Start of TASK DATA

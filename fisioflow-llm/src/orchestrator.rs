//! Request routing: knowledge-base short-circuit, scored provider
//! selection, bounded fallback and usage accounting.
//!
//! ```text
//! generate(req)
//!   ├─ KB search ── best.confidence ≥ threshold ──▶ source=internal
//!   ├─ rank AVAILABLE ∧ admitted providers (tier-aware)
//!   ├─ call top `max_attempts`, sequentially or racing under one deadline
//!   │     success ──▶ usage record ──▶ source=external
//!   └─ all failed ── any KB match? ──▶ source=internal_fallback
//!                                 └──▶ NoProvidersAvailable
//! ```

use std::sync::Arc;
use std::time::Duration;

use rust_decimal::Decimal;
use serde::Serialize;
use tokio::task::JoinSet;
use tracing::{debug, info, warn};

use crate::backend::LlmBackend;
use crate::config::{FallbackMode, LlmConfig};
use crate::error::{LlmError, OrchestratorError};
use crate::knowledge::{KnowledgeMatch, KnowledgeSource};
use crate::metrics::LlmCounters;
use crate::prompt;
use crate::registry::{ProbeResult, ProviderRegistry};
use crate::selector::{self, Candidate};
use crate::types::{Completion, CompletionRequest, GenerateRequest, LlmReply, Source};
use crate::usage::{UsageLedger, UsageStats, UsageWindow};

/// Health and load of one provider.
#[derive(Debug, Clone, Serialize)]
pub struct ProviderStatus {
    /// Provider name.
    pub name: String,
    /// AVAILABLE for routing.
    pub available: bool,
    /// Calls in the trailing window.
    pub current_usage: u32,
    /// Calls admitted per window.
    pub rate_limit: u32,
    /// Most recent probe.
    pub last_probe: Option<ProbeResult>,
}

/// A provider picked for one request.
struct Pick {
    name: String,
    backend: Arc<dyn LlmBackend>,
    cost_per_token: Decimal,
}

/// The LLM orchestrator. Construct once per process and share.
pub struct Orchestrator {
    config: LlmConfig,
    registry: ProviderRegistry,
    usage: Arc<UsageLedger>,
    knowledge: Arc<dyn KnowledgeSource>,
    counters: Arc<LlmCounters>,
}

impl std::fmt::Debug for Orchestrator {
    fn fmt(&self, f: &mut std::fmt::Formatter<'_>) -> std::fmt::Result {
        f.debug_struct("Orchestrator")
            .field("providers", &self.registry.len())
            .field("mode", &self.config.fallback.mode)
            .finish_non_exhaustive()
    }
}

impl Orchestrator {
    /// Wire the orchestrator to its collaborators.
    #[must_use]
    pub fn new(
        config: LlmConfig,
        registry: ProviderRegistry,
        usage: Arc<UsageLedger>,
        knowledge: Arc<dyn KnowledgeSource>,
    ) -> Self {
        info!(
            providers = registry.len(),
            mode = ?config.fallback.mode,
            max_attempts = config.fallback.max_attempts,
            "LLM orchestrator ready"
        );
        Self {
            config,
            registry,
            usage,
            knowledge,
            counters: Arc::new(LlmCounters::new()),
        }
    }

    /// Active configuration.
    #[must_use]
    pub fn config(&self) -> &LlmConfig {
        &self.config
    }

    /// Routing counters.
    #[must_use]
    pub fn counters(&self) -> &Arc<LlmCounters> {
        &self.counters
    }

    /// Registered providers.
    #[must_use]
    pub fn registry(&self) -> &ProviderRegistry {
        &self.registry
    }

    /// Answer one request.
    ///
    /// # Errors
    /// [`OrchestratorError::NoProvidersAvailable`] when every candidate failed
    /// (or none was admitted) and the knowledge base had no match at all.
    pub async fn generate(&self, request: &GenerateRequest) -> Result<LlmReply, OrchestratorError> {
        let matches = match self.knowledge.search(&request.prompt, self.config.kb.search_limit).await {
            Ok(m) => m,
            Err(e) => {
                warn!(error = %e, "Knowledge search failed; routing to providers");
                Vec::new()
            }
        };
        let best = matches.into_iter().next();

        if let Some(hit) = best.as_ref().filter(|m| m.confidence >= self.config.kb.confidence_threshold) {
            LlmCounters::bump(&self.counters.kb_short_circuits);
            info!(
                user = %request.user_id,
                item = %hit.item.id,
                confidence = hit.confidence,
                "Answered from knowledge base"
            );
            return Ok(internal_reply(hit, Source::Internal));
        }

        let (picks, saturated) = self.pick(request);
        let call = prompt::compose(
            request.task_type,
            &request.context,
            &request.prompt,
            self.config.call.max_tokens,
            self.config.call.temperature,
            self.config.call.timeout_ms,
        );

        let outcome = match self.config.fallback.mode {
            FallbackMode::Sequential => self.call_sequential(&picks, &call).await,
            FallbackMode::Race => self.call_race(&picks, &call).await,
        };

        match outcome {
            Ok((pick, completion)) => Ok(self.external_reply(request, pick, completion)),
            Err(last_error) => {
                let last_error = last_error.or_else(|| {
                    saturated.then(|| "rate limit reached for every available provider".to_string())
                });
                if let Some(hit) = best {
                    LlmCounters::bump(&self.counters.internal_fallbacks);
                    warn!(
                        user = %request.user_id,
                        confidence = hit.confidence,
                        last_error = last_error.as_deref().unwrap_or("none"),
                        "All providers failed; answering from knowledge base"
                    );
                    return Ok(internal_reply(&hit, Source::InternalFallback));
                }
                LlmCounters::bump(&self.counters.exhausted);
                warn!(
                    user = %request.user_id,
                    last_error = last_error.as_deref().unwrap_or("none"),
                    "No LLM provider could answer"
                );
                Err(OrchestratorError::NoProvidersAvailable { last_error })
            }
        }
    }

    /// Ranked candidates for `request`, cut to `max_attempts`. The flag is
    /// set when some provider was available but none was admitted.
    fn pick(&self, request: &GenerateRequest) -> (Vec<Pick>, bool) {
        let entries = self.registry.entries();
        let candidates: Vec<Candidate<'_>> = entries
            .iter()
            .enumerate()
            .filter(|(_, e)| e.is_available())
            .map(|(index, e)| {
                let cfg = e.config();
                Candidate {
                    name: &cfg.name,
                    specialties: &cfg.specialties,
                    current_usage: self.usage.current_usage(&cfg.name),
                    rate_limit: cfg.rate_limit_per_minute,
                    cost_per_token: cfg.cost_per_token,
                    priority: cfg.priority,
                    index,
                }
            })
            .collect();
        let available = candidates.len();

        let ranked = selector::rank(candidates, request.task_type, request.user_tier, self.config.usage.rate_threshold);
        let saturated = available > 0 && ranked.is_empty();
        let picks: Vec<Pick> = ranked
            .into_iter()
            .take(self.config.fallback.max_attempts)
            .map(|c| {
                let entry = &entries[c.index];
                Pick {
                    name: entry.name().to_string(),
                    backend: Arc::clone(entry.backend()),
                    cost_per_token: entry.config().cost_per_token,
                }
            })
            .collect();
        debug!(
            tier = ?request.user_tier,
            task = %request.task_type,
            order = ?picks.iter().map(|p| p.name.as_str()).collect::<Vec<_>>(),
            "Providers ranked"
        );
        (picks, saturated)
    }

    fn deadline(&self) -> Duration {
        Duration::from_millis(self.config.call.timeout_ms)
    }

    async fn call_sequential<'p>(
        &self,
        picks: &'p [Pick],
        call: &CompletionRequest,
    ) -> Result<(&'p Pick, Completion), Option<String>> {
        let mut last_error = None;
        for (attempt, pick) in picks.iter().enumerate() {
            if attempt > 0 {
                LlmCounters::bump(&self.counters.fallbacks);
                info!(provider = %pick.name, attempt = attempt + 1, "Falling back to next provider");
            }
            LlmCounters::bump(&self.counters.external_calls);
            let result = match tokio::time::timeout(self.deadline(), pick.backend.complete(call)).await {
                Ok(r) => r,
                Err(_) => Err(LlmError::Timeout(self.config.call.timeout_ms)),
            };
            match result {
                Ok(completion) => return Ok((pick, completion)),
                Err(e) => {
                    self.note_failure(&pick.name, &e);
                    last_error = Some(format!("{}: {e}", pick.name));
                }
            }
        }
        Err(last_error)
    }

    async fn call_race<'p>(
        &self,
        picks: &'p [Pick],
        call: &CompletionRequest,
    ) -> Result<(&'p Pick, Completion), Option<String>> {
        if picks.is_empty() {
            return Err(None);
        }
        let mut set = JoinSet::new();
        for (idx, pick) in picks.iter().enumerate() {
            LlmCounters::bump(&self.counters.external_calls);
            let backend = Arc::clone(&pick.backend);
            let call = call.clone();
            set.spawn(async move { (idx, backend.complete(&call).await) });
        }

        let mut last_error = None;
        let raced = tokio::time::timeout(self.deadline(), async {
            while let Some(joined) = set.join_next().await {
                match joined {
                    Ok((idx, Ok(completion))) => return Some((idx, completion)),
                    Ok((idx, Err(e))) => {
                        self.note_failure(&picks[idx].name, &e);
                        last_error = Some(format!("{}: {e}", picks[idx].name));
                    }
                    Err(e) => {
                        warn!(error = %e, "Provider task aborted");
                        last_error = Some(format!("provider task aborted: {e}"));
                    }
                }
            }
            None
        })
        .await;

        match raced {
            Ok(Some((idx, completion))) => {
                debug!(provider = %picks[idx].name, "Race won");
                Ok((&picks[idx], completion))
            }
            Ok(None) => Err(last_error),
            Err(_) => {
                // Dropping the set aborts the stragglers.
                for _ in 0..set.len() {
                    LlmCounters::bump(&self.counters.provider_failures);
                }
                warn!(timeout_ms = self.config.call.timeout_ms, pending = set.len(), "Provider race timed out");
                Err(Some(format!("timed out after {}ms", self.config.call.timeout_ms)))
            }
        }
    }

    fn note_failure(&self, provider: &str, error: &LlmError) {
        LlmCounters::bump(&self.counters.provider_failures);
        warn!(provider, kind = error.kind(), transient = error.is_transient(), error = %error, "Provider call failed");
    }

    fn external_reply(&self, request: &GenerateRequest, pick: &Pick, completion: Completion) -> LlmReply {
        let cost = Decimal::from(completion.tokens_used) * pick.cost_per_token;
        self.usage
            .record(&request.user_id, &pick.name, request.task_type, completion.tokens_used, cost);
        info!(
            user = %request.user_id,
            provider = %pick.name,
            tokens = completion.tokens_used,
            cost = %cost,
            latency_ms = completion.latency_ms,
            "Provider answered"
        );
        LlmReply {
            response: completion.text,
            provider: Some(pick.name.clone()),
            source: Source::External,
            confidence: None,
            tokens_used: completion.tokens_used,
            cost,
        }
    }

    /// Probe every provider and return `(name, available)`.
    pub async fn probe_providers(&self) -> Vec<(String, bool)> {
        self.registry.probe_all().await
    }

    /// Health and load of every provider, in declaration order.
    #[must_use]
    pub fn provider_status(&self) -> Vec<ProviderStatus> {
        self.registry
            .entries()
            .iter()
            .map(|e| ProviderStatus {
                name: e.name().to_string(),
                available: e.is_available(),
                current_usage: self.usage.current_usage(e.name()),
                rate_limit: e.config().rate_limit_per_minute,
                last_probe: e.last_probe(),
            })
            .collect()
    }

    /// Calls to `provider` in the trailing rate window.
    #[must_use]
    pub fn current_usage(&self, provider: &str) -> u32 {
        self.usage.current_usage(provider)
    }

    /// Usage counters per provider and task type.
    ///
    /// # Errors
    /// [`LlmError::Store`] on query failure.
    pub async fn usage_stats(&self, user_id: Option<&str>, window: UsageWindow) -> Result<UsageStats, LlmError> {
        self.usage.stats(user_id, window).await
    }

    /// Wait until queued usage records are durable.
    pub async fn flush_usage(&self) {
        self.usage.flush().await;
    }

    /// The usage ledger.
    #[must_use]
    pub fn usage(&self) -> &Arc<UsageLedger> {
        &self.usage
    }
}

fn internal_reply(hit: &KnowledgeMatch, source: Source) -> LlmReply {
    LlmReply {
        response: hit.item.content.clone(),
        provider: None,
        source,
        confidence: Some(hit.confidence),
        tokens_used: 0,
        cost: Decimal::ZERO,
    }
}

End of TASK DATA

[DIRECTIONS] Could you print the lines of the records above from the one containing "self.usage.flush().await;" through the last, exactly and with no additions?

[WRITTEN REPLY]
        self.usage.flush().await;
    }

    /// The usage ledger.
    #[must_use]
    pub fn usage(&self) -> &Arc<UsageLedger> {
        &self.usage
    }
}

fn internal_reply(hit: &KnowledgeMatch, source: Source) -> LlmReply {
    LlmReply {
        response: hit.item.content.clone(),
        provider: None,
        source,
        confidence: Some(hit.confidence),
        tokens_used: 0,
        cost: Decimal::ZERO,
    }
}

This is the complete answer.